**Work request:**
Each line of the material must be returned exactly.

--- START ---

//! Weatherlog CLI
//!
//! Command-line client for a running Weatherlog server:
//! - Log in and obtain a token
//! - Upload CSV batches
//! - Run searches
//! - Check server health
//! - Hash passwords for the server config

use anyhow::{bail, Context};
use clap::{Parser, Subcommand};
use serde_json::Value;
use std::path::PathBuf;
use weatherlog::storage::Column;

#[derive(Parser)]
#[command(name = "weatherlog-cli")]
#[command(version = env!("CARGO_PKG_VERSION"))]
#[command(about = "Client for the Weatherlog sensor API")]
pub struct Cli {
    #[command(subcommand)]
    pub command: Commands,

    /// API server URL
    #[arg(long, default_value = "http://localhost:3000", global = true)]
    pub server: String,

    /// Bearer token (falls back to WEATHERLOG_TOKEN)
    #[arg(long, global = true)]
    pub token: Option<String>,

    /// Output format (table, json)
    #[arg(short, long, default_value = "table", global = true)]
    pub format: String,
}

#[derive(Subcommand)]
pub enum Commands {
    /// Log in and print an access token
    Login {
        /// Account email
        #[arg(long)]
        email: String,
        /// Account password
        #[arg(long)]
        password: String,
    },

    /// Upload a CSV file of readings
    Upload {
        /// Path to CSV file
        path: PathBuf,
    },

    /// Search readings
    Search {
        /// Search document as JSON, or @path to read it from a file
        #[arg(default_value = "{}")]
        query: String,
    },

    /// Show server health
    Status,

    /// Hash a password for the [[auth.users]] table
    HashPassword {
        /// Password to hash
        password: String,
        /// bcrypt cost factor
        #[arg(long, default_value_t = bcrypt::DEFAULT_COST)]
        cost: u32,
    },

    /// Generate default server config file
    Config {
        /// Output path (default: stdout)
        #[arg(short, long)]
        output: Option<PathBuf>,
    },
}

#[tokio::main]
async fn main() -> anyhow::Result<()> {
    dotenvy::dotenv().ok();

    let cli = Cli::parse();
    let client = reqwest::Client::new();
    let token = cli
        .token
        .clone()
        .or_else(|| std::env::var("WEATHERLOG_TOKEN").ok());

    match cli.command {
        Commands::Login { email, password } => {
            let response = client
                .post(format!("{}/api/login", cli.server))
                .json(&serde_json::json!({ "email": email, "password": password }))
                .send()
                .await?;

            let body = check(response).await?;
            match cli.format.as_str() {
                "json" => println!("{}", serde_json::to_string_pretty(&body)?),
                _ => {
                    println!("{}", body["accessToken"].as_str().unwrap_or("-"));
                    if let Some(expires) = body["expiresAt"].as_str() {
                        eprintln!("Expires at {}", expires);
                    }
                }
            }
        }

        Commands::Upload { path } => {
            let csv = std::fs::read_to_string(&path)
                .with_context(|| format!("reading {}", path.display()))?;
            let token = require_token(token)?;

            let response = client
                .post(format!("{}/api/sensors/upload", cli.server))
                .bearer_auth(token)
                .header(reqwest::header::CONTENT_TYPE, "text/csv")
                .body(csv)
                .send()
                .await?;

            let body = check(response).await?;
            match cli.format.as_str() {
                "json" => println!("{}", serde_json::to_string_pretty(&body)?),
                _ => println!(
                    "{} ({} readings stored)",
                    body["message"].as_str().unwrap_or("-"),
                    body["accepted"].as_u64().unwrap_or(0)
                ),
            }
        }

        Commands::Search { query } => {
            let document = read_query(&query)?;
            let token = require_token(token)?;

            let response = client
                .post(format!("{}/api/sensors/search", cli.server))
                .bearer_auth(token)
                .json(&document)
                .send()
                .await?;

            let data = check(response).await?;
            match cli.format.as_str() {
                "json" => println!("{}", serde_json::to_string_pretty(&data)?),
                _ => print_table(&data),
            }
        }

        Commands::Status => {
            let response = client.get(format!("{}/health", cli.server)).send().await;

            match response {
                Ok(resp) if resp.status().is_success() => {
                    let health: Value = resp.json().await?;

                    println!("Weatherlog v{}", health["version"].as_str().unwrap_or("unknown"));
                    println!();
                    println!("API Status: {}", health["status"].as_str().unwrap_or("unknown"));
                    println!("Storage: {}", health["storage"].as_str().unwrap_or("unknown"));
                    if let Some(readings) = health["readings"].as_u64() {
                        println!("  Readings: {}", readings);
                    }
                    if let Some(uptime) = health["uptime_seconds"].as_u64() {
                        println!();
                        println!("Uptime: {}", format_duration(uptime));
                    }
                }
                Ok(resp) => bail!("API returned error: {}", resp.status()),
                Err(e) => {
                    eprintln!("Cannot connect to Weatherlog API at {}", cli.server);
                    eprintln!();
                    eprintln!("Make sure the server is running:");
                    eprintln!("  cargo run --bin weatherlog");
                    return Err(e.into());
                }
            }
        }

        Commands::HashPassword { password, cost } => {
            let hash = weatherlog::auth::hash_password(&password, cost)?;
            println!("{}", hash);
        }

        Commands::Config { output } => {
            let config = weatherlog::config::generate_default_config();

            match output {
                Some(path) => {
                    if let Some(parent) = path.parent() {
                        std::fs::create_dir_all(parent)?;
                    }
                    std::fs::write(&path, &config)?;
                    println!("Config written to {:?}", path);
                }
                None => print!("{}", config),
            }
        }
    }

    Ok(())
}

fn require_token(token: Option<String>) -> anyhow::Result<String> {
    match token {
        Some(t) if !t.trim().is_empty() => Ok(t),
        _ => bail!("No token: pass --token or set WEATHERLOG_TOKEN (get one with `weatherlog-cli login`)"),
    }
}

/// Parse the search argument, reading `@path` from disk
fn read_query(arg: &str) -> anyhow::Result<Value> {
    let text = match arg.strip_prefix('@') {
        Some(path) => {
            std::fs::read_to_string(path).with_context(|| format!("reading {}", path))?
        }
        None => arg.to_string(),
    };
    serde_json::from_str(&text).context("search document is not valid JSON")
}

/// Turn a non-2xx response into an error carrying the server's message
async fn check(response: reqwest::Response) -> anyhow::Result<Value> {
    let status = response.status();
    let body: Value = response.json().await.unwrap_or(Value::Null);

    if status.is_success() {
        Ok(body)
    } else {
        let message = body["message"].as_str().unwrap_or("no message");
        bail!("Request failed ({}): {}", status, message)
    }
}

fn format_duration(seconds: u64) -> String {
    if seconds < 60 {
        format!("{}s", seconds)
    } else if seconds < 3600 {
        format!("{}m {}s", seconds / 60, seconds % 60)
    } else if seconds < 86400 {
        format!("{}h {}m", seconds / 3600, (seconds % 3600) / 60)
    } else {
        format!("{}d {}h", seconds / 86400, (seconds % 86400) / 3600)
    }
}

fn print_table(data: &Value) {
    let rows = match data.as_array() {
        Some(r) => r,
        None => {
            // Aggregate: {"_avg": {"rainfall": 1.5}}
            if let Some((key, inner)) = data.as_object().and_then(|o| o.iter().next()) {
                if let Some((column, value)) = inner.as_object().and_then(|o| o.iter().next()) {
                    println!("{}({}) = {}", key.trim_start_matches('_'), column, value);
                    return;
                }
            }
            println!("{}", data);
            return;
        }
    };

    if rows.is_empty() {
        println!("No readings match");
        return;
    }

    for column in Column::ALL {
        print!("{:<12}", column.name());
    }
    println!();
    println!("{}", "-".repeat(12 * Column::ALL.len()));

    for row in rows {
        for column in Column::ALL {
            let cell = match &row[column.name()] {
                Value::Number(n) => n.to_string(),
                Value::String(s) => s.clone(),
                _ => "-".to_string(),
            };
            print!("{:<12}", cell);
        }
        println!();
    }
    println!();
    println!("{} readings", rows.len());
}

--- END ---

**Solution to this task:**
//! Weatherlog CLI
//!
//! Command-line client for a running Weatherlog server:
//! - Log in and obtain a token
//! - Upload CSV batches
//! - Run searches
//! - Check server health
//! - Hash passwords for the server config

use anyhow::{bail, Context};
use clap::{Parser, Subcommand};
use serde_json::Value;
use std::path::PathBuf;
use weatherlog::storage::Column;

#[derive(Parser)]
#[command(name = "weatherlog-cli")]
#[command(version = env!("CARGO_PKG_VERSION"))]
#[command(about = "Client for the Weatherlog sensor API")]
pub struct Cli {
    #[command(subcommand)]
    pub command: Commands,

    /// API server URL
    #[arg(long, default_value = "http://localhost:3000", global = true)]
    pub server: String,

    /// Bearer token (falls back to WEATHERLOG_TOKEN)
    #[arg(long, global = true)]
    pub token: Option<String>,

    /// Output format (table, json)
    #[arg(short, long, default_value = "table", global = true)]
    pub format: String,
}

#[derive(Subcommand)]
pub enum Commands {
    /// Log in and print an access token
    Login {
        /// Account email
        #[arg(long)]
        email: String,
        /// Account password
        #[arg(long)]
        password: String,
    },

    /// Upload a CSV file of readings
    Upload {
        /// Path to CSV file
        path: PathBuf,
    },

    /// Search readings
    Search {
        /// Search document as JSON, or @path to read it from a file
        #[arg(default_value = "{}")]
        query: String,
    },

    /// Show server health
    Status,

    /// Hash a password for the [[auth.users]] table
    HashPassword {
        /// Password to hash
        password: String,
        /// bcrypt cost factor
        #[arg(long, default_value_t = bcrypt::DEFAULT_COST)]
        cost: u32,
    },

    /// Generate default server config file
    Config {
        /// Output path (default: stdout)
        #[arg(short, long)]
        output: Option<PathBuf>,
    },
}

#[tokio::main]
async fn main() -> anyhow::Result<()> {
    dotenvy::dotenv().ok();

    let cli = Cli::parse();
    let client = reqwest::Client::new();
    let token = cli
        .token
        .clone()
        .or_else(|| std::env::var("WEATHERLOG_TOKEN").ok());

    match cli.command {
        Commands::Login { email, password } => {
            let response = client
                .post(format!("{}/api/login", cli.server))
                .json(&serde_json::json!({ "email": email, "password": password }))
                .send()
                .await?;

            let body = check(response).await?;
            match cli.format.as_str() {
                "json" => println!("{}", serde_json::to_string_pretty(&body)?),
                _ => {
                    println!("{}", body["accessToken"].as_str().unwrap_or("-"));
                    if let Some(expires) = body["expiresAt"].as_str() {
                        eprintln!("Expires at {}", expires);
                    }
                }
            }
        }

        Commands::Upload { path } => {
            let csv = std::fs::read_to_string(&path)
                .with_context(|| format!("reading {}", path.display()))?;
            let token = require_token(token)?;

            let response = client
                .post(format!("{}/api/sensors/upload", cli.server))
                .bearer_auth(token)
                .header(reqwest::header::CONTENT_TYPE, "text/csv")
                .body(csv)
                .send()
                .await?;

            let body = check(response).await?;
            match cli.format.as_str() {
                "json" => println!("{}", serde_json::to_string_pretty(&body)?),
                _ => println!(
                    "{} ({} readings stored)",
                    body["message"].as_str().unwrap_or("-"),
                    body["accepted"].as_u64().unwrap_or(0)
                ),
            }
        }

        Commands::Search { query } => {
            let document = read_query(&query)?;
            let token = require_token(token)?;

            let response = client
                .post(format!("{}/api/sensors/search", cli.server))
                .bearer_auth(token)
                .json(&document)
                .send()
                .await?;

            let data = check(response).await?;
            match cli.format.as_str() {
                "json" => println!("{}", serde_json::to_string_pretty(&data)?),
                _ => print_table(&data),
            }
        }

        Commands::Status => {
            let response = client.get(format!("{}/health", cli.server)).send().await;

            match response {
                Ok(resp) if resp.status().is_success() => {
                    let health: Value = resp.json().await?;

                    println!("Weatherlog v{}", health["version"].as_str().unwrap_or("unknown"));
                    println!();
                    println!("API Status: {}", health["status"].as_str().unwrap_or("unknown"));
                    println!("Storage: {}", health["storage"].as_str().unwrap_or("unknown"));
                    if let Some(readings) = health["readings"].as_u64() {
                        println!("  Readings: {}", readings);
                    }
                    if let Some(uptime) = health["uptime_seconds"].as_u64() {
                        println!();
                        println!("Uptime: {}", format_duration(uptime));
                    }
                }
                Ok(resp) => bail!("API returned error: {}", resp.status()),
                Err(e) => {
                    eprintln!("Cannot connect to Weatherlog API at {}", cli.server);
                    eprintln!();
                    eprintln!("Make sure the server is running:");
                    eprintln!("  cargo run --bin weatherlog");
                    return Err(e.into());
                }
            }
        }

        Commands::HashPassword { password, cost } => {
            let hash = weatherlog::auth::hash_password(&password, cost)?;
            println!("{}", hash);
        }

        Commands::Config { output } => {
            let config = weatherlog::config::generate_default_config();

            match output {
                Some(path) => {
                    if let Some(parent) = path.parent() {
                        std::fs::create_dir_all(parent)?;
                    }
                    std::fs::write(&path, &config)?;
                    println!("Config written to {:?}", path);
                }
                None => print!("{}", config),
            }
        }
    }

    Ok(())
}

fn require_token(token: Option<String>) -> anyhow::Result<String> {
    match token {
        Some(t) if !t.trim().is_empty() => Ok(t),
        _ => bail!("No token: pass --token or set WEATHERLOG_TOKEN (get one with `weatherlog-cli login`)"),
    }
}

/// Parse the search argument, reading `@path` from disk
fn read_query(arg: &str) -> anyhow::Result<Value> {
    let text = match arg.strip_prefix('@') {
        Some(path) => {
            std::fs::read_to_string(path).with_context(|| format!("reading {}", path))?
        }
        None => arg.to_string(),
    };
    serde_json::from_str(&text).context("search document is not valid JSON")
}

/// Turn a non-2xx response into an error carrying the server's message
async fn check(response: reqwest::Response) -> anyhow::Result<Value> {
    let status = response.status();
    let body: Value = response.json().await.unwrap_or(Value::Null);

    if status.is_success() {
        Ok(body)
    } else {
        let message = body["message"].as_str().unwrap_or("no message");
        bail!("Request failed ({}): {}", status, message)
    }
}

fn format_duration(seconds: u64) -> String {
    if seconds < 60 {
        format!("{}s", seconds)
    } else if seconds < 3600 {
        format!("{}m {}s", seconds / 60, seconds % 60)
    } else if seconds < 86400 {
        format!("{}h {}m", seconds / 3600, (seconds % 3600) / 60)
    } else {
        format!("{}d {}h", seconds / 86400, (seconds % 86400) / 3600)
    }
}

fn print_table(data: &Value) {
    let rows = match data.as_array() {
        Some(r) => r,
        None => {
            // Aggregate: {"_avg": {"rainfall": 1.5}}
            if let Some((key, inner)) = data.as_object().and_then(|o| o.iter().next()) {
                if let Some((column, value)) = inner.as_object().and_then(|o| o.iter().next()) {
                    println!("{}({}) = {}", key.trim_start_matches('_'), column, value);
                    return;
                }
            }
            println!("{}", data);
            return;
        }
    };

    if rows.is_empty() {
        println!("No readings match");
        return;
    }

    for column in Column::ALL {
        print!("{:<12}", column.name());
    }
    println!();
    println!("{}", "-".repeat(12 * Column::ALL.len()));

    for row in rows {
        for column in Column::ALL {
            let cell = match &row[column.name()] {
                Value::Number(n) => n.to_string(),
                Value::String(s) => s.clone(),
                _ => "-".to_string(),
            };
            print!("{:<12}", cell);
        }
        println!();
    }
    println!();
    println!("{} readings", rows.len());
}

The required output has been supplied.